--- MATERIAL SUPPLIED ---

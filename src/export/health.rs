use std::collections::BTreeMap;
use std::net::SocketAddr;
use std::sync::Arc;

use anyhow::{Context, Result};
use axum::extract::{Path, State};
use axum::http::StatusCode;
use axum::response::IntoResponse;
use axum::routing::get;
use axum::{Json, Router};
use prometheus::{
    Counter, CounterVec, Encoder, Gauge, GaugeVec, HistogramOpts, HistogramVec, Opts, Registry,
    TextEncoder,
};
use serde::Serialize;
use tokio::net::TcpListener;
use tokio_util::sync::CancellationToken;

use crate::granularity::shard::NUMBER_OF_SHARDS;
use crate::granularity::Granularity;
use crate::schedule::ScheduleContext;
use crate::sync::record::SlotStateRecord;

/// Prometheus metrics for scheduler health and observability.
///
/// All metrics use the "rollwheel" namespace. Organized into groups:
/// - Schedule: slot lifecycle counters and queue gauges
/// - Sync: push/pull cycles against the shared store
/// - Ingest: bounded queue admission
pub struct HealthMetrics {
    registry: Registry,
    addr: String,
    shutdown: parking_lot::Mutex<Option<CancellationToken>>,

    // === Schedule ===
    /// Slot updates applied from ingested samples.
    pub slot_updates: Counter,
    /// Slots queued for rollup.
    pub slots_scheduled: Counter,
    /// Slots claimed by the executor.
    pub slots_claimed: Counter,
    /// Slots marked rolled.
    pub slots_rolled: Counter,
    /// Rollups that completed after the slot received new data.
    pub slots_superseded: Counter,
    /// Slots re-queued after a failed rollup.
    pub slots_pushed_back: Counter,
    /// Failed rollup executions.
    pub rollup_errors: Counter,
    /// Slots currently scheduled.
    pub scheduled_slots: Gauge,
    /// Slots currently claimed.
    pub running_slots: Gauge,
    /// Shards this instance schedules rollups for.
    pub managed_shards: Gauge,

    // === Sync ===
    /// Push/pull cycles by operation.
    pub sync_cycles: CounterVec,
    /// Records written or merged by operation.
    pub sync_records: CounterVec,
    /// Shards that failed a cycle, by operation.
    pub sync_errors: CounterVec,
    /// Push/pull cycle duration (1ms-10s buckets).
    pub sync_cycle_duration: HistogramVec,
    /// Store errors by store and operation.
    pub store_errors: CounterVec,

    // === Ingest ===
    /// Samples accepted into the ingest queue.
    pub ingest_accepted: Counter,
    /// Samples rejected because the ingest queue was full.
    pub ingest_rejected: Counter,
    /// Current ingest queue length.
    pub ingest_queue_length: Gauge,

    // === Lifecycle ===
    /// Service startup duration by phase.
    pub start_duration: GaugeVec,
}

impl HealthMetrics {
    /// Creates a new health metrics instance with all metrics registered.
    pub fn new(addr: &str) -> Result<Self> {
        let registry = Registry::new();

        // === Schedule ===
        let slot_updates = Counter::with_opts(
            Opts::new(
                "slot_updates_total",
                "Total slot updates applied from ingested samples.",
            )
            .namespace("rollwheel"),
        )?;
        let slots_scheduled = Counter::with_opts(
            Opts::new("slots_scheduled_total", "Total slots queued for rollup.")
                .namespace("rollwheel"),
        )?;
        let slots_claimed = Counter::with_opts(
            Opts::new("slots_claimed_total", "Total slots claimed for rollup.")
                .namespace("rollwheel"),
        )?;
        let slots_rolled = Counter::with_opts(
            Opts::new("slots_rolled_total", "Total slots marked rolled.").namespace("rollwheel"),
        )?;
        let slots_superseded = Counter::with_opts(
            Opts::new(
                "slots_superseded_total",
                "Total rollups that completed after the slot received new data.",
            )
            .namespace("rollwheel"),
        )?;
        let slots_pushed_back = Counter::with_opts(
            Opts::new(
                "slots_pushed_back_total",
                "Total slots re-queued after a failed rollup.",
            )
            .namespace("rollwheel"),
        )?;
        let rollup_errors = Counter::with_opts(
            Opts::new("rollup_errors_total", "Total failed rollup executions.")
                .namespace("rollwheel"),
        )?;
        let scheduled_slots = Gauge::with_opts(
            Opts::new("scheduled_slots", "Number of slots currently scheduled.")
                .namespace("rollwheel"),
        )?;
        let running_slots = Gauge::with_opts(
            Opts::new("running_slots", "Number of slots currently claimed.")
                .namespace("rollwheel"),
        )?;
        let managed_shards = Gauge::with_opts(
            Opts::new(
                "managed_shards",
                "Number of shards this instance schedules rollups for.",
            )
            .namespace("rollwheel"),
        )?;

        // === Sync ===
        let sync_cycles = CounterVec::new(
            Opts::new(
                "sync_cycles_total",
                "Total shard state sync cycles by operation.",
            )
            .namespace("rollwheel"),
            &["operation"],
        )?;
        let sync_records = CounterVec::new(
            Opts::new(
                "sync_records_total",
                "Total slot state records written or merged by operation.",
            )
            .namespace("rollwheel"),
            &["operation"],
        )?;
        let sync_errors = CounterVec::new(
            Opts::new(
                "sync_errors_total",
                "Total shards that failed a sync cycle by operation.",
            )
            .namespace("rollwheel"),
            &["operation"],
        )?;
        let sync_cycle_duration = HistogramVec::new(
            HistogramOpts::new(
                "sync_cycle_duration_seconds",
                "Shard state sync cycle duration by operation.",
            )
            .namespace("rollwheel")
            .buckets(vec![0.001, 0.005, 0.01, 0.05, 0.1, 0.5, 1.0, 5.0, 10.0]),
            &["operation"],
        )?;
        let store_errors = CounterVec::new(
            Opts::new(
                "store_errors_total",
                "Total shard state store errors by store and operation.",
            )
            .namespace("rollwheel"),
            &["store", "operation"],
        )?;

        // === Ingest ===
        let ingest_accepted = Counter::with_opts(
            Opts::new(
                "ingest_accepted_total",
                "Total samples accepted into the ingest queue.",
            )
            .namespace("rollwheel"),
        )?;
        let ingest_rejected = Counter::with_opts(
            Opts::new(
                "ingest_rejected_total",
                "Total samples rejected because the ingest queue was full.",
            )
            .namespace("rollwheel"),
        )?;
        let ingest_queue_length = Gauge::with_opts(
            Opts::new("ingest_queue_length", "Current ingest queue length.")
                .namespace("rollwheel"),
        )?;

        // === Lifecycle ===
        let start_duration = GaugeVec::new(
            Opts::new(
                "start_duration_seconds",
                "Service startup duration by phase.",
            )
            .namespace("rollwheel"),
            &["phase"],
        )?;

        // Schedule
        registry.register(Box::new(slot_updates.clone()))?;
        registry.register(Box::new(slots_scheduled.clone()))?;
        registry.register(Box::new(slots_claimed.clone()))?;
        registry.register(Box::new(slots_rolled.clone()))?;
        registry.register(Box::new(slots_superseded.clone()))?;
        registry.register(Box::new(slots_pushed_back.clone()))?;
        registry.register(Box::new(rollup_errors.clone()))?;
        registry.register(Box::new(scheduled_slots.clone()))?;
        registry.register(Box::new(running_slots.clone()))?;
        registry.register(Box::new(managed_shards.clone()))?;

        // Sync
        registry.register(Box::new(sync_cycles.clone()))?;
        registry.register(Box::new(sync_records.clone()))?;
        registry.register(Box::new(sync_errors.clone()))?;
        registry.register(Box::new(sync_cycle_duration.clone()))?;
        registry.register(Box::new(store_errors.clone()))?;

        // Ingest
        registry.register(Box::new(ingest_accepted.clone()))?;
        registry.register(Box::new(ingest_rejected.clone()))?;
        registry.register(Box::new(ingest_queue_length.clone()))?;

        // Lifecycle
        registry.register(Box::new(start_duration.clone()))?;

        Ok(Self {
            registry,
            addr: addr.to_string(),
            shutdown: parking_lot::Mutex::new(None),
            slot_updates,
            slots_scheduled,
            slots_claimed,
            slots_rolled,
            slots_superseded,
            slots_pushed_back,
            rollup_errors,
            scheduled_slots,
            running_slots,
            managed_shards,
            sync_cycles,
            sync_records,
            sync_errors,
            sync_cycle_duration,
            store_errors,
            ingest_accepted,
            ingest_rejected,
            ingest_queue_length,
            start_duration,
        })
    }

    /// Returns the metrics registry.
    pub fn registry(&self) -> &Registry {
        &self.registry
    }

    /// Starts the HTTP server serving /metrics, /healthz and /state.
    pub async fn start(&self, schedule: Arc<ScheduleContext>) -> Result<()> {
        let addr = if self.addr.is_empty() {
            ":9090"
        } else {
            &self.addr
        };

        // Parse address, handling ":port" shorthand.
        let bind_addr = if addr.starts_with(':') {
            format!("0.0.0.0{addr}")
        } else {
            addr.to_string()
        };

        let registry = self.registry.clone();
        let app_state = Arc::new(AppState { registry, schedule });

        let app = Router::new()
            .route("/metrics", get(metrics_handler))
            .route("/healthz", get(healthz_handler))
            .route("/state/{shard}/{granularity}", get(state_handler))
            .with_state(app_state);

        let listener = TcpListener::bind(&bind_addr)
            .await
            .with_context(|| format!("listening on {bind_addr}"))?;

        let local_addr = listener.local_addr().context("getting local address")?;

        let cancel = CancellationToken::new();
        *self.shutdown.lock() = Some(cancel.clone());

        tokio::spawn(async move {
            tracing::info!(addr = %local_addr, "health metrics server started");

            let result = axum::serve(
                listener,
                app.into_make_service_with_connect_info::<SocketAddr>(),
            )
            .with_graceful_shutdown(async move {
                cancel.cancelled().await;
            })
            .await;

            if let Err(e) = result {
                tracing::error!(error = %e, "health metrics server error");
            }
        });

        Ok(())
    }

    /// Gracefully shuts down the health metrics server.
    pub async fn stop(&self) -> Result<()> {
        if let Some(cancel) = self.shutdown.lock().take() {
            cancel.cancel();
        }

        Ok(())
    }
}

/// Shared state for axum handlers.
struct AppState {
    registry: Registry,
    schedule: Arc<ScheduleContext>,
}

/// Body of `GET /state/{shard}/{granularity}`.
#[derive(Debug, Serialize)]
struct ShardStateResponse {
    shard: u32,
    granularity: &'static str,
    managed: bool,
    /// Slot-state column to stamp timestamp.
    slots: BTreeMap<String, i64>,
}

/// GET /metrics - Prometheus text format.
async fn metrics_handler(State(state): State<Arc<AppState>>) -> impl IntoResponse {
    let encoder = TextEncoder::new();
    let metric_families = state.registry.gather();

    let mut buffer = Vec::new();
    if let Err(e) = encoder.encode(&metric_families, &mut buffer) {
        tracing::error!(error = %e, "encoding metrics");
        return (
            StatusCode::INTERNAL_SERVER_ERROR,
            "encoding error".to_string(),
        );
    }

    match String::from_utf8(buffer) {
        Ok(text) => (StatusCode::OK, text),
        Err(e) => {
            tracing::error!(error = %e, "converting metrics to string");
            (
                StatusCode::INTERNAL_SERVER_ERROR,
                "encoding error".to_string(),
            )
        }
    }
}

/// GET /healthz - Simple health check.
async fn healthz_handler() -> &'static str {
    "ok"
}

/// GET /state/{shard}/{granularity} - Slot states of one shard tier.
async fn state_handler(
    State(state): State<Arc<AppState>>,
    Path((shard, granularity)): Path<(u32, String)>,
) -> impl IntoResponse {
    match shard_state(&state.schedule, shard, &granularity) {
        Ok(body) => Json(body).into_response(),
        Err(status) => (status, format!("unknown shard or granularity: {shard}/{granularity}"))
            .into_response(),
    }
}

fn shard_state(
    schedule: &ScheduleContext,
    shard: u32,
    granularity: &str,
) -> Result<ShardStateResponse, StatusCode> {
    if shard >= NUMBER_OF_SHARDS {
        return Err(StatusCode::BAD_REQUEST);
    }
    let g = Granularity::from_name(granularity).ok_or(StatusCode::NOT_FOUND)?;

    let slots = schedule
        .get_slot_stamps(g, shard)
        .into_iter()
        .map(|(slot, stamp)| {
            let record = SlotStateRecord::new(g, slot, stamp.state(), stamp.timestamp());
            (record.column(), record.timestamp)
        })
        .collect();

    Ok(ShardStateResponse {
        shard,
        granularity: g.name(),
        managed: schedule.shard_state().contains(shard),
        slots,
    })
}

#[cfg(test)]
mod tests {
    use super::*;
    use crate::clock::ManualClock;

    #[test]
    fn test_metrics_registered() {
        let health = HealthMetrics::new(":0").expect("metrics");
        health.slots_rolled.inc();
        health.sync_cycles.with_label_values(&["push"]).inc();

        let names: Vec<String> = health
            .registry()
            .gather()
            .iter()
            .map(|f| f.get_name().to_string())
            .collect();
        assert!(names.contains(&"rollwheel_slots_rolled_total".to_string()));
        assert!(names.contains(&"rollwheel_sync_cycles_total".to_string()));
    }

    #[test]
    fn test_shard_state_body() {
        let schedule = ScheduleContext::new([2], Arc::new(ManualClock::new(0)));
        schedule.update(1_234_000, 2);

        let body = shard_state(&schedule, 2, "5m").expect("valid");
        assert_eq!(body.granularity, "metrics_5m");
        assert!(body.managed);
        assert_eq!(body.slots.get("metrics_5m,4,A"), Some(&1_234_000));

        let json = serde_json::to_value(&body).expect("serialize");
        assert_eq!(json["slots"]["metrics_5m,4,A"], 1_234_000);
        assert_eq!(json["shard"], 2);
    }

    #[test]
    fn test_shard_state_rejects_bad_input() {
        let schedule = ScheduleContext::new([], Arc::new(ManualClock::new(0)));
        assert_eq!(
            shard_state(&schedule, NUMBER_OF_SHARDS, "5m").err(),
            Some(StatusCode::BAD_REQUEST)
        );
        assert_eq!(
            shard_state(&schedule, 1, "7m").err(),
            Some(StatusCode::NOT_FOUND)
        );
    }

    #[tokio::test]
    async fn test_start_and_stop() {
        let health = HealthMetrics::new("127.0.0.1:0").expect("metrics");
        let schedule = Arc::new(ScheduleContext::new([], Arc::new(ManualClock::new(0))));
        health.start(schedule).await.expect("start");
        health.stop().await.expect("stop");
    }
}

---

**PROBLEM TO WORK ON**
Write out only the lines that run from the line containing "registry.register(Box::new(running_slots.clone()))?;" through the line containing "pub async fn start(&self, schedule: Arc<ScheduleContext>)", both included, exactly as they appear above.

**OUTPUT**
        registry.register(Box::new(running_slots.clone()))?;
        registry.register(Box::new(managed_shards.clone()))?;

        // Sync
        registry.register(Box::new(sync_cycles.clone()))?;
        registry.register(Box::new(sync_records.clone()))?;
        registry.register(Box::new(sync_errors.clone()))?;
        registry.register(Box::new(sync_cycle_duration.clone()))?;
        registry.register(Box::new(store_errors.clone()))?;

        // Ingest
        registry.register(Box::new(ingest_accepted.clone()))?;
        registry.register(Box::new(ingest_rejected.clone()))?;
        registry.register(Box::new(ingest_queue_length.clone()))?;

        // Lifecycle
        registry.register(Box::new(start_duration.clone()))?;

        Ok(Self {
            registry,
            addr: addr.to_string(),
            shutdown: parking_lot::Mutex::new(None),
            slot_updates,
            slots_scheduled,
            slots_claimed,
            slots_rolled,
            slots_superseded,
            slots_pushed_back,
            rollup_errors,
            scheduled_slots,
            running_slots,
            managed_shards,
            sync_cycles,
            sync_records,
            sync_errors,
            sync_cycle_duration,
            store_errors,
            ingest_accepted,
            ingest_rejected,
            ingest_queue_length,
            start_duration,
        })
    }

    /// Returns the metrics registry.
    pub fn registry(&self) -> &Registry {
        &self.registry
    }

    /// Starts the HTTP server serving /metrics, /healthz and /state.
    pub async fn start(&self, schedule: Arc<ScheduleContext>) -> Result<()> {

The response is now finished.